Collected data entries:
BEGIN

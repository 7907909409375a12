// SPDX-FileCopyrightText: 2025-2026 Zexin Yuan <aim@yzx9.xyz>
//
// SPDX-License-Identifier: Apache-2.0

//! The two sides of an ISO 8601 time interval and how they combine.

use jiff::SignedDuration;
use jiff::civil::{Date, Time};
use timeframe_core::{Error, Result, Timeframe};

use crate::datetime::{parse_date, parse_time};
use crate::duration::Duration;

/// One side of a `<side>/<side>` interval string.
#[derive(Debug, Clone, PartialEq)]
pub enum IntervalSide {
    /// A duration such as `P1Y2M`, relative to the other side.
    Duration(Duration),

    /// A date, optionally followed by `T` and a time. The second side of an
    /// interval may elide leading components of either part.
    Moment {
        /// Date part, e.g. `2007-11-13`, or `13` as shorthand.
        date: String,

        /// Time part after the `T`, if any.
        time: Option<String>,
    },

    /// A bare time of day such as `15:30`, on the date of the other side.
    TimeOfDay(String),
}

impl IntervalSide {
    /// Classifies a raw side token.
    #[must_use]
    pub fn classify(raw: &str) -> Self {
        let raw = raw.trim();
        let has_t = raw.contains(['T', 't']);
        if raw.starts_with(['P', 'p']) {
            IntervalSide::Duration(Duration::parse(raw))
        } else if raw.contains(':') && !has_t {
            IntervalSide::TimeOfDay(raw.to_owned())
        } else {
            match raw.split_once(['T', 't']) {
                Some((date, time)) => IntervalSide::Moment {
                    date: date.to_owned(),
                    time: Some(time.to_owned()),
                },
                None => IntervalSide::Moment {
                    date: raw.to_owned(),
                    time: None,
                },
            }
        }
    }
}

/// Resolves the two sides of an interval into a timeframe.
///
/// The named end day is inclusive, so the exclusive end of the timeframe is
/// the day after it. Durations are measured from midnight of the opposite
/// side using average month and year lengths:
///
/// * `<date>/<date>` gives `[A, B + 1 day)`.
/// * `<date>/<duration>` gives `[A, A + duration + 1 day)`.
/// * `<duration>/<date>` gives `[B - duration + 1 day, B + 1 day)`.
///
/// ## Errors
///
/// Returns [`Error::Parse`] for two durations, a time-of-day first side, a
/// duration paired with a time of day, or a malformed date or time token.
pub fn resolve_interval(a: &IntervalSide, b: &IntervalSide) -> Result<Timeframe> {
    match (a, b) {
        (IntervalSide::Moment { date, time }, IntervalSide::Moment { date: d, time: t }) => {
            let start = parse_date(date)?;
            let last = parse_date(&expand(date, d, '-'))?;
            validate_time(time.as_deref())?;
            if let Some(t) = t {
                parse_time(&expand(time.as_deref().unwrap_or_default(), t, ':'))?;
            }
            tracing::trace!(%start, %last, "resolved date/date interval");
            Timeframe::of(start, last.tomorrow()?)
        }

        (IntervalSide::Moment { date, time }, IntervalSide::TimeOfDay(t)) => {
            let start = parse_date(date)?;
            validate_time(time.as_deref())?;
            parse_time(&expand(time.as_deref().unwrap_or_default(), t, ':'))?;
            tracing::trace!(%start, "resolved date/time-of-day interval");
            Timeframe::of(start, start.tomorrow()?)
        }

        (IntervalSide::Moment { date, time }, IntervalSide::Duration(duration)) => {
            let start = parse_date(date)?;
            validate_time(time.as_deref())?;
            let seconds = duration.seconds().checked_add(DAY).ok_or_else(too_long)?;
            let end = shift(start, seconds)?;
            tracing::trace!(%start, %end, "resolved date/duration interval");
            Timeframe::of(start, end)
        }

        (IntervalSide::Duration(duration), IntervalSide::Moment { date, time }) => {
            let last = parse_date(date)?;
            validate_time(time.as_deref())?;
            let seconds = DAY.checked_sub(duration.seconds()).ok_or_else(too_long)?;
            let start = shift(last, seconds)?;
            tracing::trace!(%start, %last, "resolved duration/date interval");
            Timeframe::of(start, last.tomorrow()?)
        }

        (IntervalSide::Duration(_), IntervalSide::Duration(_)) => Err(Error::Parse(
            "an interval cannot have a duration on both sides".to_owned(),
        )),

        (IntervalSide::Duration(_), IntervalSide::TimeOfDay(_)) => Err(Error::Parse(
            "a duration cannot be paired with a bare time of day".to_owned(),
        )),

        (IntervalSide::TimeOfDay(_), _) => Err(Error::Parse(
            "a bare time of day is only allowed as the end of an interval".to_owned(),
        )),
    }
}

const DAY: i64 = 86_400;

fn too_long() -> Error {
    Error::Parse("duration exceeds the supported range".to_owned())
}

/// The date reached from midnight of `date` after `seconds`.
fn shift(date: Date, seconds: i64) -> Result<Date> {
    let instant = date
        .to_datetime(Time::midnight())
        .checked_add(SignedDuration::from_secs(seconds))?;
    Ok(instant.date())
}

/// Completes an elided token by borrowing the leading characters of `full`.
///
/// A token is elided when it has fewer than two `separator`s and is shorter
/// than `full`, e.g. `15` after `2007-11-13` becomes `2007-11-15`.
fn expand(full: &str, short: &str, separator: char) -> String {
    if short.matches(separator).count() < 2
        && short.len() < full.len()
        && let Some(prefix) = full.get(..full.len() - short.len())
    {
        return format!("{prefix}{short}");
    }
    short.to_owned()
}

/// Times only need to be well formed, the timeframe keeps whole days.
fn validate_time(time: Option<&str>) -> Result<()> {
    if let Some(time) = time {
        parse_time(time)?;
    }
    Ok(())
}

END

TASK DESCRIPTION: Please reproduce the lines from the line with "One side of" to the line with "second side of an", both ends included, exactly as they appear above.

RESPONSE BOX:
/// One side of a `<side>/<side>` interval string.
#[derive(Debug, Clone, PartialEq)]
pub enum IntervalSide {
    /// A duration such as `P1Y2M`, relative to the other side.
    Duration(Duration),

    /// A date, optionally followed by `T` and a time. The second side of an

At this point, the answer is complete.